### Dataset entries
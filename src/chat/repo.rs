use anyhow::Context;
use serde_json::Value;
use sqlx::PgPool;
use uuid::Uuid;

use super::repo_types::{ChatMessage, ChatSession};

const SESSION_COLUMNS: &str = "id, user_id, role, context, created_at, last_activity";
const MESSAGE_COLUMNS: &str = "id, session_id, message, response, role, created_at";

pub async fn create_session(db: &PgPool, user_id: Uuid, role: &str) -> anyhow::Result<ChatSession> {
    let session = sqlx::query_as::<_, ChatSession>(&format!(
        "INSERT INTO chat_sessions (user_id, role) VALUES ($1, $2) RETURNING {SESSION_COLUMNS}"
    ))
    .bind(user_id)
    .bind(role)
    .fetch_one(db)
    .await
    .context("insert chat session")?;
    Ok(session)
}

/// Session owned by `user_id`; someone else's session reads as missing.
pub async fn find_owned(db: &PgPool, id: Uuid, user_id: Uuid) -> anyhow::Result<Option<ChatSession>> {
    let session = sqlx::query_as::<_, ChatSession>(&format!(
        "SELECT {SESSION_COLUMNS} FROM chat_sessions WHERE id = $1 AND user_id = $2"
    ))
    .bind(id)
    .bind(user_id)
    .fetch_optional(db)
    .await?;
    Ok(session)
}

/// Appends a message and bumps the session's `last_activity`.
pub async fn insert_message(
    db: &PgPool,
    session_id: Uuid,
    message: &str,
    response: &str,
    role: &str,
) -> anyhow::Result<ChatMessage> {
    let mut tx = db.begin().await?;
    let msg = sqlx::query_as::<_, ChatMessage>(&format!(
        r#"
        INSERT INTO chat_messages (session_id, message, response, role)
        VALUES ($1, $2, $3, $4)
        RETURNING {MESSAGE_COLUMNS}
        "#
    ))
    .bind(session_id)
    .bind(message)
    .bind(response)
    .bind(role)
    .fetch_one(&mut *tx)
    .await
    .context("insert chat message")?;

    sqlx::query("UPDATE chat_sessions SET last_activity = now() WHERE id = $1")
        .bind(session_id)
        .execute(&mut *tx)
        .await?;
    tx.commit().await?;
    Ok(msg)
}

pub async fn list_messages(db: &PgPool, session_id: Uuid, limit: i64) -> anyhow::Result<Vec<ChatMessage>> {
    let rows = sqlx::query_as::<_, ChatMessage>(&format!(
        r#"
        SELECT {MESSAGE_COLUMNS}
          FROM chat_messages
         WHERE session_id = $1
         ORDER BY created_at DESC
         LIMIT $2
        "#
    ))
    .bind(session_id)
    .bind(limit)
    .fetch_all(db)
    .await?;
    Ok(rows)
}

pub async fn set_context(db: &PgPool, id: Uuid, context: Option<Value>) -> anyhow::Result<Option<ChatSession>> {
    let session = sqlx::query_as::<_, ChatSession>(&format!(
        r#"
        UPDATE chat_sessions
           SET context = $2, last_activity = now()
         WHERE id = $1
        RETURNING {SESSION_COLUMNS}
        "#
    ))
    .bind(id)
    .bind(context)
    .fetch_optional(db)
    .await?;
    Ok(session)
}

### Activity
Every entry is to be retyped word for word.

### Task response
filename src/chat/repo.rs
use anyhow::Context;
use serde_json::Value;
use sqlx::PgPool;
use uuid::Uuid;

use super::repo_types::{ChatMessage, ChatSession};

const SESSION_COLUMNS: &str = "id, user_id, role, context, created_at, last_activity";
const MESSAGE_COLUMNS: &str = "id, session_id, message, response, role, created_at";

pub async fn create_session(db: &PgPool, user_id: Uuid, role: &str) -> anyhow::Result<ChatSession> {
    let session = sqlx::query_as::<_, ChatSession>(&format!(
        "INSERT INTO chat_sessions (user_id, role) VALUES ($1, $2) RETURNING {SESSION_COLUMNS}"
    ))
    .bind(user_id)
    .bind(role)
    .fetch_one(db)
    .await
    .context("insert chat session")?;
    Ok(session)
}

/// Session owned by `user_id`; someone else's session reads as missing.
pub async fn find_owned(db: &PgPool, id: Uuid, user_id: Uuid) -> anyhow::Result<Option<ChatSession>> {
    let session = sqlx::query_as::<_, ChatSession>(&format!(
        "SELECT {SESSION_COLUMNS} FROM chat_sessions WHERE id = $1 AND user_id = $2"
    ))
    .bind(id)
    .bind(user_id)
    .fetch_optional(db)
    .await?;
    Ok(session)
}

/// Appends a message and bumps the session's `last_activity`.
pub async fn insert_message(
    db: &PgPool,
    session_id: Uuid,
    message: &str,
    response: &str,
    role: &str,
) -> anyhow::Result<ChatMessage> {
    let mut tx = db.begin().await?;
    let msg = sqlx::query_as::<_, ChatMessage>(&format!(
        r#"
        INSERT INTO chat_messages (session_id, message, response, role)
        VALUES ($1, $2, $3, $4)
        RETURNING {MESSAGE_COLUMNS}
        "#
    ))
    .bind(session_id)
    .bind(message)
    .bind(response)
    .bind(role)
    .fetch_one(&mut *tx)
    .await
    .context("insert chat message")?;

    sqlx::query("UPDATE chat_sessions SET last_activity = now() WHERE id = $1")
        .bind(session_id)
        .execute(&mut *tx)
        .await?;
    tx.commit().await?;
    Ok(msg)
}

pub async fn list_messages(db: &PgPool, session_id: Uuid, limit: i64) -> anyhow::Result<Vec<ChatMessage>> {
    let rows = sqlx::query_as::<_, ChatMessage>(&format!(
        r#"
        SELECT {MESSAGE_COLUMNS}
          FROM chat_messages
         WHERE session_id = $1
         ORDER BY created_at DESC
         LIMIT $2
        "#
    ))
    .bind(session_id)
    .bind(limit)
    .fetch_all(db)
    .await?;
    Ok(rows)
}

pub async fn set_context(db: &PgPool, id: Uuid, context: Option<Value>) -> anyhow::Result<Option<ChatSession>> {
    let session = sqlx::query_as::<_, ChatSession>(&format!(
        r#"
        UPDATE chat_sessions
           SET context = $2, last_activity = now()
         WHERE id = $1
        RETURNING {SESSION_COLUMNS}
        "#
    ))
    .bind(id)
    .bind(context)
    .fetch_optional(db)
    .await?;
    Ok(session)
}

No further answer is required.